Records for this task:

····················

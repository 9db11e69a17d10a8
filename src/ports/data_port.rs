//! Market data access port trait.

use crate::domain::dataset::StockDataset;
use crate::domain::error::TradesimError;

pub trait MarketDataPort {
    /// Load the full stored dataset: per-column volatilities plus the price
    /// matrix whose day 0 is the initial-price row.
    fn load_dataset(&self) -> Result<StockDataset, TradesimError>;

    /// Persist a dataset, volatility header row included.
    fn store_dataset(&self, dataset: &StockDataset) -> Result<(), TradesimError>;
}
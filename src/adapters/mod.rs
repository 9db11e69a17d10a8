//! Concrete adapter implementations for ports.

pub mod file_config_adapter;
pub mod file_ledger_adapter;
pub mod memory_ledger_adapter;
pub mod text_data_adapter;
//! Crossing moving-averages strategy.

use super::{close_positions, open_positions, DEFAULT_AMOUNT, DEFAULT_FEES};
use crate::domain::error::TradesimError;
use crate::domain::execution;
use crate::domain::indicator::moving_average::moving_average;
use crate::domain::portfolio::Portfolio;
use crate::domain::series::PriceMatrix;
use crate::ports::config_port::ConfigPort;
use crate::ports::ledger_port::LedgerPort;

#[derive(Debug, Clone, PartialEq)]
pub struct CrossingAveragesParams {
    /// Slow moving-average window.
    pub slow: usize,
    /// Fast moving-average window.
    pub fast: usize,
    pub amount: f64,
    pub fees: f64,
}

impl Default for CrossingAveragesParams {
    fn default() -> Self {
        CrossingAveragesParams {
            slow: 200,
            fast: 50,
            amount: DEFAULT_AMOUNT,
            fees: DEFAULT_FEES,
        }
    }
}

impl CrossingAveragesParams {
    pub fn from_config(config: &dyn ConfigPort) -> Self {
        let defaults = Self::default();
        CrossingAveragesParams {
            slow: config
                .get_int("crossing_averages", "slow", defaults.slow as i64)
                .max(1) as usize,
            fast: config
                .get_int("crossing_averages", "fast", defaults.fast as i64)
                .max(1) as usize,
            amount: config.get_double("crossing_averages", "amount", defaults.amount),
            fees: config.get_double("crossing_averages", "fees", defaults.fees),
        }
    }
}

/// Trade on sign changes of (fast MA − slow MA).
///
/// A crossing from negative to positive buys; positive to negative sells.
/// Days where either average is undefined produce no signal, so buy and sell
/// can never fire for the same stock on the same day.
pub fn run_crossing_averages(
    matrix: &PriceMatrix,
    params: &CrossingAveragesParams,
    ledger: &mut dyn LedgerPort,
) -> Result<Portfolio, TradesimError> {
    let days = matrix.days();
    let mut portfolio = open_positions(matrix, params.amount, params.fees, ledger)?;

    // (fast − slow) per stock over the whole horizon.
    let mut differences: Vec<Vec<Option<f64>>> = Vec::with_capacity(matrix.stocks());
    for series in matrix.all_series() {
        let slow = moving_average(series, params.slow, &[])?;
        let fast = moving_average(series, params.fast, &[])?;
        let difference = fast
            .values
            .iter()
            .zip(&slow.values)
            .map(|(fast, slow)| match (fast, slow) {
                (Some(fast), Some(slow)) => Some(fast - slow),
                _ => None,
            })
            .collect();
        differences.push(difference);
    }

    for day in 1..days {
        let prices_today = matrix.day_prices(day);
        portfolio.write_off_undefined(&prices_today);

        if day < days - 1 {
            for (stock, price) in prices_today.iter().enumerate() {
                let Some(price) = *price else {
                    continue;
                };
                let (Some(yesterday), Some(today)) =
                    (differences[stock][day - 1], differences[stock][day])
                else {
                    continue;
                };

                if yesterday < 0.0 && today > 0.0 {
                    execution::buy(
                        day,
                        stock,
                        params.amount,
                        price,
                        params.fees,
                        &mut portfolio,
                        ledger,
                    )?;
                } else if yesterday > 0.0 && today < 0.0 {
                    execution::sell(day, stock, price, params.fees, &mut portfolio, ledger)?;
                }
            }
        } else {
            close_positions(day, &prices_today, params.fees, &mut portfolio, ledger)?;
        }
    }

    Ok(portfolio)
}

····················

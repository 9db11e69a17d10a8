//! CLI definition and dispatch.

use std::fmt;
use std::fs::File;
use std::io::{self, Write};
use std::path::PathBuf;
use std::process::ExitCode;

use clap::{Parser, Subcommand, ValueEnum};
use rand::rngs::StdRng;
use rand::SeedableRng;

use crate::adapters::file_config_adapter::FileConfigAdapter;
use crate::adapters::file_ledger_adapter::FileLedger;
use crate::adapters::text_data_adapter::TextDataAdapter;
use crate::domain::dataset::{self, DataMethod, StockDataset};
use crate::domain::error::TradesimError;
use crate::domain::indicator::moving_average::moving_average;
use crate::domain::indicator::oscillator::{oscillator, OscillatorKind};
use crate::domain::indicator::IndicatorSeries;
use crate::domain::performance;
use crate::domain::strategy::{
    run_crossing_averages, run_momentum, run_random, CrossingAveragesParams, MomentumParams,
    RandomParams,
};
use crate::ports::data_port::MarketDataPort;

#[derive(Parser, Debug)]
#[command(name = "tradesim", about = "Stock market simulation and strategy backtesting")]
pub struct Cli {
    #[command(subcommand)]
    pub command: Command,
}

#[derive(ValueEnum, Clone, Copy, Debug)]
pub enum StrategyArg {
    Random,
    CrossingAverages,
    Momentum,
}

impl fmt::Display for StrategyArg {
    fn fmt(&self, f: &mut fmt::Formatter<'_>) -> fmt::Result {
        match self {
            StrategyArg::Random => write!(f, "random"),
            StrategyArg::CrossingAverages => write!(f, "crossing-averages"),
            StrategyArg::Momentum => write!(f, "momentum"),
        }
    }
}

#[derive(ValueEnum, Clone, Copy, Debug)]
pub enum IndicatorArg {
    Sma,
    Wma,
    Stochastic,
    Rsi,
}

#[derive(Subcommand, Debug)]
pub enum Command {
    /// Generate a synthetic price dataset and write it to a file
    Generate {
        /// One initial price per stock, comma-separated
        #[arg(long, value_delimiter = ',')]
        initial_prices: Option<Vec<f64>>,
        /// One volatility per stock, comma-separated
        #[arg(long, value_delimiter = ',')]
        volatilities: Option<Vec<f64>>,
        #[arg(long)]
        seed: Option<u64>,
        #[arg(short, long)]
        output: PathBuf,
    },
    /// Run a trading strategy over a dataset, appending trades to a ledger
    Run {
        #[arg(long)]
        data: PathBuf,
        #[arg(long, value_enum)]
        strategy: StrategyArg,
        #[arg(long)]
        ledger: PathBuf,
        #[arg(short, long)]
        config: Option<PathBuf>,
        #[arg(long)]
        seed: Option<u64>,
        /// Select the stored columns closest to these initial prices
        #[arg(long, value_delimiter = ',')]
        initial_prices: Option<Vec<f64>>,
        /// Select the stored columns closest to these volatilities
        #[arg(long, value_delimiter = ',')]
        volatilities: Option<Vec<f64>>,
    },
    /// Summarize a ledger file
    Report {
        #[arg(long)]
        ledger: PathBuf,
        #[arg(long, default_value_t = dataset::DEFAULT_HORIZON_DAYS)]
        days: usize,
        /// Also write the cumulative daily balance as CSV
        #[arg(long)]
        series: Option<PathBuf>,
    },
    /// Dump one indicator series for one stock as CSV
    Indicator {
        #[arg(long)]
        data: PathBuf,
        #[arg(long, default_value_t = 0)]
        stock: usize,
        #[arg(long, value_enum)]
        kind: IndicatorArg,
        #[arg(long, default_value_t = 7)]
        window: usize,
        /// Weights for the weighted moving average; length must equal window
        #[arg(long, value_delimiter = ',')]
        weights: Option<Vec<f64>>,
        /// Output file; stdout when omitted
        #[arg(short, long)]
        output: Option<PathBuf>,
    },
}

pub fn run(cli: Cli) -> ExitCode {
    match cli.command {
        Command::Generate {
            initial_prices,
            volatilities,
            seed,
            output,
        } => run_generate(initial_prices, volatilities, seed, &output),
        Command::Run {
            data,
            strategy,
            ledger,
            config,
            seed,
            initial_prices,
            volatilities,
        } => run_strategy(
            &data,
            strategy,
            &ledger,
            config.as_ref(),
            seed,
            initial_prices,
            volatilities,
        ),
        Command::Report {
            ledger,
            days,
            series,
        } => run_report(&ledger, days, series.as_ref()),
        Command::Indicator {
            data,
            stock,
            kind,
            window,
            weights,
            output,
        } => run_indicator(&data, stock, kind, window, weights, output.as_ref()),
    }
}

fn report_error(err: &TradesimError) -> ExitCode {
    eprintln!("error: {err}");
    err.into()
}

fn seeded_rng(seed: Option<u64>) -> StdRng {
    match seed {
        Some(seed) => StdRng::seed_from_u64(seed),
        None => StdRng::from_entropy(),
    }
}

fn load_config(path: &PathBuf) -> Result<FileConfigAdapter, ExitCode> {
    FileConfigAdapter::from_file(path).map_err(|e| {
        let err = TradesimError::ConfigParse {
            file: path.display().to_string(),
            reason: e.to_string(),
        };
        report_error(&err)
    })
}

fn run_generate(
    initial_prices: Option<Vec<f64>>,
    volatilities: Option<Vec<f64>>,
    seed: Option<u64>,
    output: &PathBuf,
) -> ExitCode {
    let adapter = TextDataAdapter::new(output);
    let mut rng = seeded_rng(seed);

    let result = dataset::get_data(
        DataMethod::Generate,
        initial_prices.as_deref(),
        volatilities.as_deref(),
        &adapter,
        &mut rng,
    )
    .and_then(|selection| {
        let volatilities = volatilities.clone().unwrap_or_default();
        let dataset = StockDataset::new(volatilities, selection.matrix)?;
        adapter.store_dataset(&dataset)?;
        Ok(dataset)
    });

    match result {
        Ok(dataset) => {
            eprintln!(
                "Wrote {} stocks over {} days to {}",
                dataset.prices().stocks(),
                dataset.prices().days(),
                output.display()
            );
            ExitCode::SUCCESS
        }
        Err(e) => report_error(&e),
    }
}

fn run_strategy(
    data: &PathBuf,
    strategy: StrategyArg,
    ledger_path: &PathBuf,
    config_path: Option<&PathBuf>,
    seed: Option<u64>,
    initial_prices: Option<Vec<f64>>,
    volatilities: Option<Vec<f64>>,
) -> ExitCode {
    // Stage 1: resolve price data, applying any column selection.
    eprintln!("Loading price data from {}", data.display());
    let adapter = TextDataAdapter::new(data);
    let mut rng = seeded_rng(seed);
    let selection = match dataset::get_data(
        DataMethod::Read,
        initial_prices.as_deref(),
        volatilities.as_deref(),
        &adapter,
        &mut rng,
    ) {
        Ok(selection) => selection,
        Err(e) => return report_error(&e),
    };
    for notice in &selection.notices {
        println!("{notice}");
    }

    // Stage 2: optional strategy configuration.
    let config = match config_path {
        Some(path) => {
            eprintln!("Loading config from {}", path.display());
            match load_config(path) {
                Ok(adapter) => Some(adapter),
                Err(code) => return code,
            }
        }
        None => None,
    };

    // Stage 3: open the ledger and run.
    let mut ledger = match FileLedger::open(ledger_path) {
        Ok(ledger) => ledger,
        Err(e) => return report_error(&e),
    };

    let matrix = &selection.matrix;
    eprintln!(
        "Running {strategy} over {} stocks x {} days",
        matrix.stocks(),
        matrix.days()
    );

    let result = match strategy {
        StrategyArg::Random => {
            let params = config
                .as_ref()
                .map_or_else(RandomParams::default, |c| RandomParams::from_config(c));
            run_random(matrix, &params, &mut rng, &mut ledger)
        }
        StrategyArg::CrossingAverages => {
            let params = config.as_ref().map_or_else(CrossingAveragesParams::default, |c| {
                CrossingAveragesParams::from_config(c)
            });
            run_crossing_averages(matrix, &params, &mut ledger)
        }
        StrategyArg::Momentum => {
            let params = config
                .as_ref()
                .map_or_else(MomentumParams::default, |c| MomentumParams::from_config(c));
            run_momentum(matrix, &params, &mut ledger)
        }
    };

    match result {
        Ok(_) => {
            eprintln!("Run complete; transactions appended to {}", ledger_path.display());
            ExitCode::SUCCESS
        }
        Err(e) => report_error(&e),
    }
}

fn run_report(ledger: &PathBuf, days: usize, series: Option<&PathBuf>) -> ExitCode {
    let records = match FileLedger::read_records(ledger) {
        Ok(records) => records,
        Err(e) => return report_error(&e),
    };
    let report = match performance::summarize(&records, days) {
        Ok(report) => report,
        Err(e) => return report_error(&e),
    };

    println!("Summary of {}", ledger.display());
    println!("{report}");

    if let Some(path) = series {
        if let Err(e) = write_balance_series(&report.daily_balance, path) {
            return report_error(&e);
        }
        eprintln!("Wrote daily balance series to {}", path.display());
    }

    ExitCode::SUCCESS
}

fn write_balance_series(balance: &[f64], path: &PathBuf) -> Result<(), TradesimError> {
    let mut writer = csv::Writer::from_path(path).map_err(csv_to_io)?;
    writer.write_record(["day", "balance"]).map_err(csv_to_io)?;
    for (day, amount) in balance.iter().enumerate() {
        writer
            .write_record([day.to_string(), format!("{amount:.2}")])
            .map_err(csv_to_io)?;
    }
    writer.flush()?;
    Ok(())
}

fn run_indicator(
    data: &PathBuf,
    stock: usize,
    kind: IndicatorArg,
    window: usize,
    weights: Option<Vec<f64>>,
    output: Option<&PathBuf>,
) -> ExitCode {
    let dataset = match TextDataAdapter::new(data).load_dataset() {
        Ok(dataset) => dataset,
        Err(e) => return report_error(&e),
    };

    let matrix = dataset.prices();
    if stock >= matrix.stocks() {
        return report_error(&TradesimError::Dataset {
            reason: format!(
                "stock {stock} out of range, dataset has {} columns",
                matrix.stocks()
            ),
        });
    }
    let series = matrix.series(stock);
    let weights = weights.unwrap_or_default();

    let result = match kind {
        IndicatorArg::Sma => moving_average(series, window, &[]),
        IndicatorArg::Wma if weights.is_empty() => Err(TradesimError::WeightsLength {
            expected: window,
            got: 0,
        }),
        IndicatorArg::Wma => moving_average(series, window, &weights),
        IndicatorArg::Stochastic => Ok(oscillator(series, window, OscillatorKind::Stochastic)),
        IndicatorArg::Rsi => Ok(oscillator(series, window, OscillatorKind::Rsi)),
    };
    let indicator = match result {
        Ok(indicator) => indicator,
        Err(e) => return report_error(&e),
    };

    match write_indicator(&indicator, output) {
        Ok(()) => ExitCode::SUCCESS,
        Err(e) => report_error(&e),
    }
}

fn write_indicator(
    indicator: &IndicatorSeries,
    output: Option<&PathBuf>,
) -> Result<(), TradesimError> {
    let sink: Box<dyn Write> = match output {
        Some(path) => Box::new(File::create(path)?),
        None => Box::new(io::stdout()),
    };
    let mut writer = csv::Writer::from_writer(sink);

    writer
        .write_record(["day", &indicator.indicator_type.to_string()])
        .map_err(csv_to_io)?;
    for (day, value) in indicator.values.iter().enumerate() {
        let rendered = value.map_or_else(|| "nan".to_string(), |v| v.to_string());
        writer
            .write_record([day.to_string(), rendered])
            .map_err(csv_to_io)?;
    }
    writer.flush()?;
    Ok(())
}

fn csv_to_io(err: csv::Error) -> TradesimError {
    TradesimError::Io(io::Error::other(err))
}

····················

Prompt:
Return only the part of the records above that opens with the line containing "ledger: &mut dyn" and closes with the line containing "for day in 1..days", ends included.

Reply:
    ledger: &mut dyn LedgerPort,
) -> Result<Portfolio, TradesimError> {
    let days = matrix.days();
    let mut portfolio = open_positions(matrix, params.amount, params.fees, ledger)?;

    // (fast − slow) per stock over the whole horizon.
    let mut differences: Vec<Vec<Option<f64>>> = Vec::with_capacity(matrix.stocks());
    for series in matrix.all_series() {
        let slow = moving_average(series, params.slow, &[])?;
        let fast = moving_average(series, params.fast, &[])?;
        let difference = fast
            .values
            .iter()
            .zip(&slow.values)
            .map(|(fast, slow)| match (fast, slow) {
                (Some(fast), Some(slow)) => Some(fast - slow),
                _ => None,
            })
            .collect();
        differences.push(difference);
    }

    for day in 1..days {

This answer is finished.